The Wife Who Wasn't Wanted is a 1925 American silent drama film directed by James Flood and written by Bess Meredyth. It is based on the 1923 novel of the same name by Gertie de S. Wentworth-James, which was itself influenced by the 1922 trial of Herbert Rowse Armstrong. The film, which stars Irene Rich, Huntley Gordon, John Harron, Gayne Whitman, June Marlowe, and Don Alvarado, was released by Warner Bros. on September 12, 1925.

==Plot==
As described in a film magazine reviews, Bob Mannering is riding in a motor car with others when the car hits and kills a woman.
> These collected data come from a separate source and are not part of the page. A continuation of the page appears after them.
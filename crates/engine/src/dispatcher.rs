//! Delivery dispatcher.
//!
//! Best-effort live push of a stored notification.
//!
//! Delivery never touches the store. A notification that could not be pushed
//! stays unread and is picked up by replay on the next connection.

use std::sync::Arc;
use std::time::Duration;

use herald_common::types::{Notification, ServerMessage};

use crate::registry::{ConnectionRegistry, SendError};

/// Result of one delivery attempt.
#[derive(Debug, Clone, Copy, PartialEq, Eq)]
pub enum DeliveryOutcome {
    Delivered,
    /// No live session for the responsible party.
    NotConnected,
    /// The session went away during the attempt.
    SendFailed,
    /// The session's outbound queue stayed full for the whole send timeout.
    TimedOut,
}

impl DeliveryOutcome {
    pub fn is_delivered(self) -> bool {
        self == DeliveryOutcome::Delivered
    }
}

impl std::fmt::Display for DeliveryOutcome {
    fn fmt(&self, f: &mut std::fmt::Formatter<'_>) -> std::fmt::Result {
        match self {
            DeliveryOutcome::Delivered => write!(f, "delivered"),
            DeliveryOutcome::NotConnected => write!(f, "not_connected"),
            DeliveryOutcome::SendFailed => write!(f, "send_failed"),
            DeliveryOutcome::TimedOut => write!(f, "timed_out"),
        }
    }
}

/// Routes freshly stored notifications to the responsible party's session.
#[derive(Debug, Clone)]
pub struct Dispatcher {
    registry: Arc<ConnectionRegistry>,
    send_timeout: Duration,
}

impl Dispatcher {
    pub fn new(registry: Arc<ConnectionRegistry>, send_timeout: Duration) -> Self {
        Self {
            registry,
            send_timeout,
        }
    }

    /// Attempt one bounded push of `notification` to its responsible party.
    pub async fn dispatch(&self, notification: &Notification) -> DeliveryOutcome {
        let user_id = notification.responsible_id;

        let Some(session) = self.registry.lookup(user_id).await else {
            tracing::debug!(
                user_id = %user_id,
                notification_id = %notification.id,
                "User not connected, notification kept for replay"
            );
            return DeliveryOutcome::NotConnected;
        };

        let message = ServerMessage::notification(notification, false);
        let outcome = match session.send(message, self.send_timeout).await {
            Ok(()) => DeliveryOutcome::Delivered,
            Err(SendError::Closed) => DeliveryOutcome::SendFailed,
            Err(SendError::TimedOut) => DeliveryOutcome::TimedOut,
        };

        if outcome.is_delivered() {
            tracing::debug!(user_id = %user_id, notification_id = %notification.id, "Notification delivered");
        } else {
            tracing::warn!(
                user_id = %user_id,
                notification_id = %notification.id,
                connection_id = %session.connection_id(),
                %outcome,
                "Live delivery failed"
            );
        }

        outcome
    }
}

#[cfg(test)]
mod tests {
    use super::*;
    use chrono::Utc;
    use tokio::sync::mpsc;
    use tokio_util::sync::CancellationToken;
    use uuid::Uuid;

    use crate::registry::SessionHandle;

    fn notification(responsible_id: Uuid) -> Notification {
        Notification {
            id: Uuid::new_v4(),
            actor_id: Uuid::new_v4(),
            recipient_id: responsible_id,
            responsible_id,
            notification_type: "like".to_string(),
            content: "post1".to_string(),
            read: false,
            timestamp: Utc::now(),
        }
    }

    #[tokio::test]
    async fn test_not_connected() {
        let dispatcher = Dispatcher::new(Arc::new(ConnectionRegistry::new()), Duration::from_millis(50));
        let outcome = dispatcher.dispatch(&notification(Uuid::new_v4())).await;
        assert_eq!(outcome, DeliveryOutcome::NotConnected);
    }

    #[tokio::test]
    async fn test_delivered_to_responsible_party() {
        let registry = Arc::new(ConnectionRegistry::new());
        let user = Uuid::new_v4();
        let (tx, mut rx) = mpsc::channel(4);
        registry
            .install(SessionHandle::new(user, tx, CancellationToken::new()))
            .await;

        let dispatcher = Dispatcher::new(registry, Duration::from_millis(50));
        let n = notification(user);
        assert_eq!(dispatcher.dispatch(&n).await, DeliveryOutcome::Delivered);

        match rx.recv().await.unwrap() {
            ServerMessage::Notification(frame) => {
                assert_eq!(frame.id, n.id);
                assert!(!frame.pending);
            }
            other => panic!("unexpected message: {other:?}"),
        }
    }

    #[tokio::test]
    async fn test_stalled_session_times_out() {
        let registry = Arc::new(ConnectionRegistry::new());
        let user = Uuid::new_v4();
        let (tx, _rx) = mpsc::channel(1);
        tx.send(ServerMessage::echo("filler")).await.unwrap();
        registry
            .install(SessionHandle::new(user, tx, CancellationToken::new()))
            .await;

        let dispatcher = Dispatcher::new(registry, Duration::from_millis(20));
        assert_eq!(dispatcher.dispatch(&notification(user)).await, DeliveryOutcome::TimedOut);
    }

    #[tokio::test]
    async fn test_closed_session_reports_send_failed() {
        let registry = Arc::new(ConnectionRegistry::new());
        let user = Uuid::new_v4();
        let (tx, rx) = mpsc::channel(1);
        registry
            .install(SessionHandle::new(user, tx, CancellationToken::new()))
            .await;
        drop(rx);

        let dispatcher = Dispatcher::new(registry, Duration::from_millis(20));
        assert_eq!(dispatcher.dispatch(&notification(user)).await, DeliveryOutcome::SendFailed);
    }
}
He is accused of causing the death. His father, district attorney John Mannering, decides to prosecute Bob for homicide. Bob's mother, to prevent the prosecution of her fast-living son, tries to cause her husband's political ruin by causing a scandal. She goes to a hotel with a crook who is in the employ of Mannering's political rival, Jerry Wallace. She is double crossed and, to escape utter disgrace, flees to a secluded hotel that becomes engulfed in a forest fire. During the progress of the fire, she meets Diane, who confesses that it was she who was driving the death car. Mrs. Mannering returns to her family and Bob is freed.

==Status==
The Wife Who Wasn't Wanted is considered lost as of 2016 by the National Film Preservation Board.